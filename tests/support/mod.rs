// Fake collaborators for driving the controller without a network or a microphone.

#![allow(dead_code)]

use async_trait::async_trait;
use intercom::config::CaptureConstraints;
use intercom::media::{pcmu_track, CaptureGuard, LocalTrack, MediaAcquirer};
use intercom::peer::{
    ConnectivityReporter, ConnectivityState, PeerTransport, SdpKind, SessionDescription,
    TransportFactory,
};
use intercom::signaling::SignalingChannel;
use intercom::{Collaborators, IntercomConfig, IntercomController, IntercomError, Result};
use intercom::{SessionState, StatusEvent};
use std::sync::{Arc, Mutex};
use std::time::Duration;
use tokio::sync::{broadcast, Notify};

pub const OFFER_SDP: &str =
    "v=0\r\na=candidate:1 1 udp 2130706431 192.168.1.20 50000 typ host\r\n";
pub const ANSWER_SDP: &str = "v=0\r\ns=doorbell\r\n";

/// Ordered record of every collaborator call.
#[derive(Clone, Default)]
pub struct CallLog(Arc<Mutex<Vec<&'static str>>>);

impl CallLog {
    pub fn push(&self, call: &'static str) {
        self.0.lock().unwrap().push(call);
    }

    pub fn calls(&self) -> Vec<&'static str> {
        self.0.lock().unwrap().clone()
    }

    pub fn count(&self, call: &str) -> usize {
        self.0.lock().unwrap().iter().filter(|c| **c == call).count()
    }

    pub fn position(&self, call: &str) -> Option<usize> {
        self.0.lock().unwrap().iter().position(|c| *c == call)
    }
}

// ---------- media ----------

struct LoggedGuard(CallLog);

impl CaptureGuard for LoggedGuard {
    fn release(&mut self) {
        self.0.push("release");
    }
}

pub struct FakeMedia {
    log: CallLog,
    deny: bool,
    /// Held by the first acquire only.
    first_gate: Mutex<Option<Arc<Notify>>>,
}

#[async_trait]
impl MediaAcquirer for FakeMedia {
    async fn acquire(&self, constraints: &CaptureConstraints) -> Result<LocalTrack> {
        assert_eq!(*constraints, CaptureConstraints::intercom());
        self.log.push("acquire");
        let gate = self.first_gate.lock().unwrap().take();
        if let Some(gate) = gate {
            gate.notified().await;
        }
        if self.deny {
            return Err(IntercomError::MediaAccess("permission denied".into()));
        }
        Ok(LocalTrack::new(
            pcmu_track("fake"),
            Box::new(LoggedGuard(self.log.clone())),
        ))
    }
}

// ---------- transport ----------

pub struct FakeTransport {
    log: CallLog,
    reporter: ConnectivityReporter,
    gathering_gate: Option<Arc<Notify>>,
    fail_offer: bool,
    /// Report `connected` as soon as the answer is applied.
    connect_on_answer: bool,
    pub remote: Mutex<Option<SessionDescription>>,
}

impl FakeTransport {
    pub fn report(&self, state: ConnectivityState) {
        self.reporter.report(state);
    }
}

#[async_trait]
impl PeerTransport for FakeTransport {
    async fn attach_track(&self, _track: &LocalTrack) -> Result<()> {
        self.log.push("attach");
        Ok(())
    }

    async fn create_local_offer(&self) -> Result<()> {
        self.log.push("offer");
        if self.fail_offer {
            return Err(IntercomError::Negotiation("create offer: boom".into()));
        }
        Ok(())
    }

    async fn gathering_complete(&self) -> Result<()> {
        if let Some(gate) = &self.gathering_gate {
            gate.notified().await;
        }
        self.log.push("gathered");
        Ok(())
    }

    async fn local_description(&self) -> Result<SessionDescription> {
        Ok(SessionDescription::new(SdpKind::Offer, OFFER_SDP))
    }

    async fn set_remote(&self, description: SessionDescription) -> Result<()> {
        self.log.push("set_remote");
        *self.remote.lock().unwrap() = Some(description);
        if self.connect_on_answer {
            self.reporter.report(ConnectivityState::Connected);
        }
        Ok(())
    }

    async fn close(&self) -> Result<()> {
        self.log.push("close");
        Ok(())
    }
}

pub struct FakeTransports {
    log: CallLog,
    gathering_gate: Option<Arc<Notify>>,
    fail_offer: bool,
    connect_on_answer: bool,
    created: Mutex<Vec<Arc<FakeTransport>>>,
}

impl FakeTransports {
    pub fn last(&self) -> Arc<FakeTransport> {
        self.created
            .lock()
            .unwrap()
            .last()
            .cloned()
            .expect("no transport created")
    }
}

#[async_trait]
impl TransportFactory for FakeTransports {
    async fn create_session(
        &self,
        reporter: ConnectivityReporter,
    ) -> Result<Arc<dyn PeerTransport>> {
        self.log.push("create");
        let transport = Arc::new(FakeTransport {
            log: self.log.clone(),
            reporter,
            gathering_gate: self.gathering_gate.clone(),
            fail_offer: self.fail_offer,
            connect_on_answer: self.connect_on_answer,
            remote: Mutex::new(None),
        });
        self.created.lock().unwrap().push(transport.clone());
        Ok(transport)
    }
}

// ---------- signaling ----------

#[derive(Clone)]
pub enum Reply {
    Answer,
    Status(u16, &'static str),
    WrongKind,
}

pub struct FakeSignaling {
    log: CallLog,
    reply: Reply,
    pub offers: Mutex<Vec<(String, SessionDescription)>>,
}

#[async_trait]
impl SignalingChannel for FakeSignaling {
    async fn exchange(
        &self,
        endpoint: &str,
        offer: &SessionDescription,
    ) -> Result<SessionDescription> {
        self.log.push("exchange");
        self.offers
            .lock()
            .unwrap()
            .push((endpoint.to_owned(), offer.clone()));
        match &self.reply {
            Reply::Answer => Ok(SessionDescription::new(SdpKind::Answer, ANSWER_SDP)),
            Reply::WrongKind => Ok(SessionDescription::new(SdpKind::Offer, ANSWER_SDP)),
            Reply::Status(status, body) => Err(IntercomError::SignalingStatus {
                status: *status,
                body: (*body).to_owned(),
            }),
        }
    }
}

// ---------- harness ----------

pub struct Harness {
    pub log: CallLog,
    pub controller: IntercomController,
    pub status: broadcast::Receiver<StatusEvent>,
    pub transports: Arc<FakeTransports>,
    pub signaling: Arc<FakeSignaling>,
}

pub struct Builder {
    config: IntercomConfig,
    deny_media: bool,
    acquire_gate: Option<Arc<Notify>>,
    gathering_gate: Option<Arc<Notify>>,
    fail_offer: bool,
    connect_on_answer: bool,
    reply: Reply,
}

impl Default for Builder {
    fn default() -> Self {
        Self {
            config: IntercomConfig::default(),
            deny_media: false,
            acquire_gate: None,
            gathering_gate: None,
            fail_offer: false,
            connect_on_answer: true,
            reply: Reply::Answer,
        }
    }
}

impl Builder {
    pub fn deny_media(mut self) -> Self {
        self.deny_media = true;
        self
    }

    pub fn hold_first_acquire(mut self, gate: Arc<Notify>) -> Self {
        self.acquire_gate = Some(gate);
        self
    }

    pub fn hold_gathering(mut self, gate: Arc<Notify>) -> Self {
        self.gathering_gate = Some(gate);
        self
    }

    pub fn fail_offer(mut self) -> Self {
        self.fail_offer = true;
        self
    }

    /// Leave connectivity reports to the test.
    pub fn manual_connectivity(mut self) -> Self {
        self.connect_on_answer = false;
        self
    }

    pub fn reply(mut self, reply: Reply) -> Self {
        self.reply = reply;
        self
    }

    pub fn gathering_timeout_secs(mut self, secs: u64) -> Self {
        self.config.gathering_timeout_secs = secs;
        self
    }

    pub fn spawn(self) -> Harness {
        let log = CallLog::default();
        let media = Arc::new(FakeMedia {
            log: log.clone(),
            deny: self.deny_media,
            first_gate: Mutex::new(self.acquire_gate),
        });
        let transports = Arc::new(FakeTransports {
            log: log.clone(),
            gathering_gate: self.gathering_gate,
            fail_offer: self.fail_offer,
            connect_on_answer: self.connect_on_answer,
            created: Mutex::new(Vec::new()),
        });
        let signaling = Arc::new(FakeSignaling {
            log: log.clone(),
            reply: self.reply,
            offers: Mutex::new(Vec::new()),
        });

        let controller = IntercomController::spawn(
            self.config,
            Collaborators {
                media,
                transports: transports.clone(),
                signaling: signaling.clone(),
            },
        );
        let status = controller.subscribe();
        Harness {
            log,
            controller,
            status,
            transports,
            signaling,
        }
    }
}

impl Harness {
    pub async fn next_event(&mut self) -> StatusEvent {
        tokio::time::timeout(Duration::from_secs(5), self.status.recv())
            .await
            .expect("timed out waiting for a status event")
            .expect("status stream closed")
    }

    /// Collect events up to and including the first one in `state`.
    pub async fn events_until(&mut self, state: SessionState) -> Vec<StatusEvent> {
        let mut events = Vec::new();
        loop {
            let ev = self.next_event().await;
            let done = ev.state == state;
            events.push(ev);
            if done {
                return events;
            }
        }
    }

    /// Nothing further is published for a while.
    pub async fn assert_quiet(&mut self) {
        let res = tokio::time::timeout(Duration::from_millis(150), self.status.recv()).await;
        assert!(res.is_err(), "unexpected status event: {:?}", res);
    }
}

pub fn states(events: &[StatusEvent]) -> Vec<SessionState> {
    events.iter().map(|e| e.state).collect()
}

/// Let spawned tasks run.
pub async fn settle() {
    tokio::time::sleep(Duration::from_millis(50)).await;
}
******************************
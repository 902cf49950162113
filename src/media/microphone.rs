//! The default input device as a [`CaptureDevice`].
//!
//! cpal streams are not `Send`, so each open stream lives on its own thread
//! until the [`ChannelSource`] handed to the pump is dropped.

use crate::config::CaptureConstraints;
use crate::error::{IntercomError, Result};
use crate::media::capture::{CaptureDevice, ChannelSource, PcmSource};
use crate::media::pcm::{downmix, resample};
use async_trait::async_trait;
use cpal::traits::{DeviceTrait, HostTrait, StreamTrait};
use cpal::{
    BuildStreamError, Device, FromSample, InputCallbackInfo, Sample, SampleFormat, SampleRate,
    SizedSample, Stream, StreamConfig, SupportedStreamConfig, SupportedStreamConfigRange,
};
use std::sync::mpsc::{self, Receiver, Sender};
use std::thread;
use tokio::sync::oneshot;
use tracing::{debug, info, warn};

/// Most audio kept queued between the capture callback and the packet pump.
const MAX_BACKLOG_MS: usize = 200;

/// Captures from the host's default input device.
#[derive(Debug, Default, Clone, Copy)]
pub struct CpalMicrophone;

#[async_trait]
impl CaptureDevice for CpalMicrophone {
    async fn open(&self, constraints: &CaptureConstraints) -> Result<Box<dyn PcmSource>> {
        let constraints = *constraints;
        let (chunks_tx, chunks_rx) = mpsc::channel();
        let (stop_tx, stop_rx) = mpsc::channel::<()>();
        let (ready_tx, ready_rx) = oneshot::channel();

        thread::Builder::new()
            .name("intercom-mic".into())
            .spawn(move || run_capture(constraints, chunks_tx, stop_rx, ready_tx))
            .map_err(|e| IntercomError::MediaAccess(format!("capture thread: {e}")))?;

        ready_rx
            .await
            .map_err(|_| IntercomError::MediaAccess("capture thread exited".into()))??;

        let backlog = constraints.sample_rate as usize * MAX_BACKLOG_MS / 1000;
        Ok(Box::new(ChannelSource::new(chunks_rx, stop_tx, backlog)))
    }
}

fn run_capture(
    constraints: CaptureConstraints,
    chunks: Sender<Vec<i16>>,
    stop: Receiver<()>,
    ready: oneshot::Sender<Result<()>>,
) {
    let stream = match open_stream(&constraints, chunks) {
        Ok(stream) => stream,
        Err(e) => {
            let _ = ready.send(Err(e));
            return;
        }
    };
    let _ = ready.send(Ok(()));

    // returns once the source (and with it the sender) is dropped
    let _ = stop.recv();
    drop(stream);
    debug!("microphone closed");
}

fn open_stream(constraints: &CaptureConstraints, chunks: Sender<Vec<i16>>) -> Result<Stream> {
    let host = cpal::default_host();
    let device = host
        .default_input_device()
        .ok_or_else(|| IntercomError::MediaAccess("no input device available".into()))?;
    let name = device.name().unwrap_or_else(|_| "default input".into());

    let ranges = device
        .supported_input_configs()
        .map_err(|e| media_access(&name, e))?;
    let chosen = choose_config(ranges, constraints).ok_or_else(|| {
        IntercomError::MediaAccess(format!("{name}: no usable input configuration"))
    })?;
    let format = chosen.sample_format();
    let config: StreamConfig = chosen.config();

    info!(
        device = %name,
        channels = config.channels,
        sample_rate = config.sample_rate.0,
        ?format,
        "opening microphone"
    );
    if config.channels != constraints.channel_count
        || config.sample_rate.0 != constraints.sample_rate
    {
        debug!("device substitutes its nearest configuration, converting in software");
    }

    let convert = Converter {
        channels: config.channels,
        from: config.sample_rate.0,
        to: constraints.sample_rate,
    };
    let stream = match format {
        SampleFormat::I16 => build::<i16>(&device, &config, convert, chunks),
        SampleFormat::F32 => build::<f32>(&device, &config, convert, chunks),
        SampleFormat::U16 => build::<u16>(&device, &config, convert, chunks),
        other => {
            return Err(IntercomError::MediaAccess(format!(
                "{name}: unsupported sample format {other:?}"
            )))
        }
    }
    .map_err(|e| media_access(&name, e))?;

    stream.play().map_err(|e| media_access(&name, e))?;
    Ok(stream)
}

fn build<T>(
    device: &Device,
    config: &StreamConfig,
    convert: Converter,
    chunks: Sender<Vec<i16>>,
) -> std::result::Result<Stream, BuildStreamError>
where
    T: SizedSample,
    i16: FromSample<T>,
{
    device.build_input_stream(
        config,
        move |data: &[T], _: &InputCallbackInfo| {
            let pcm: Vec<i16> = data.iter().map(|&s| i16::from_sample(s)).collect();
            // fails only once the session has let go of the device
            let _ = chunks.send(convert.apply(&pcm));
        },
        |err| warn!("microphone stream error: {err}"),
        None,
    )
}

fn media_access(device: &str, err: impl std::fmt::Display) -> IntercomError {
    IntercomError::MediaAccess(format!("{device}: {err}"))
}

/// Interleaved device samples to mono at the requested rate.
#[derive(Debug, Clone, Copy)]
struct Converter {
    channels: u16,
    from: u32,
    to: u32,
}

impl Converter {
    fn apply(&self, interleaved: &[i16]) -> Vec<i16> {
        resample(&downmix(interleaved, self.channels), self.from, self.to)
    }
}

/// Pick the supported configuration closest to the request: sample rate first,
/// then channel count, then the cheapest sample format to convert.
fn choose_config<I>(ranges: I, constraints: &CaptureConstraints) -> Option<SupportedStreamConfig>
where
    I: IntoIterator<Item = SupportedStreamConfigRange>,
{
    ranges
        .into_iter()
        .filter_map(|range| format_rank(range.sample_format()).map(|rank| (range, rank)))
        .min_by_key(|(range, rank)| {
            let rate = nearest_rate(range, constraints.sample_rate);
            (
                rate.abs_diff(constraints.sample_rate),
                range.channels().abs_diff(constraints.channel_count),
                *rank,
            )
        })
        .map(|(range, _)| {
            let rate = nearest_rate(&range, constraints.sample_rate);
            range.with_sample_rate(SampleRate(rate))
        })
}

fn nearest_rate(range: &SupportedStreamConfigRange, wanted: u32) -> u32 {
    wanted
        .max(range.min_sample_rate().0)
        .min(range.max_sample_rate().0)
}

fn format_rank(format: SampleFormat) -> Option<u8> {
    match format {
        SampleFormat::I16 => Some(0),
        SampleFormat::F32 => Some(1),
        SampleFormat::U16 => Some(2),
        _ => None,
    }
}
******************************
For each line in the data above that contains the string "recv", extract the line.

        tokio::time::timeout(Duration::from_secs(5), self.status.recv())
        let res = tokio::time::timeout(Duration::from_millis(150), self.status.recv()).await;
    let _ = stop.recv();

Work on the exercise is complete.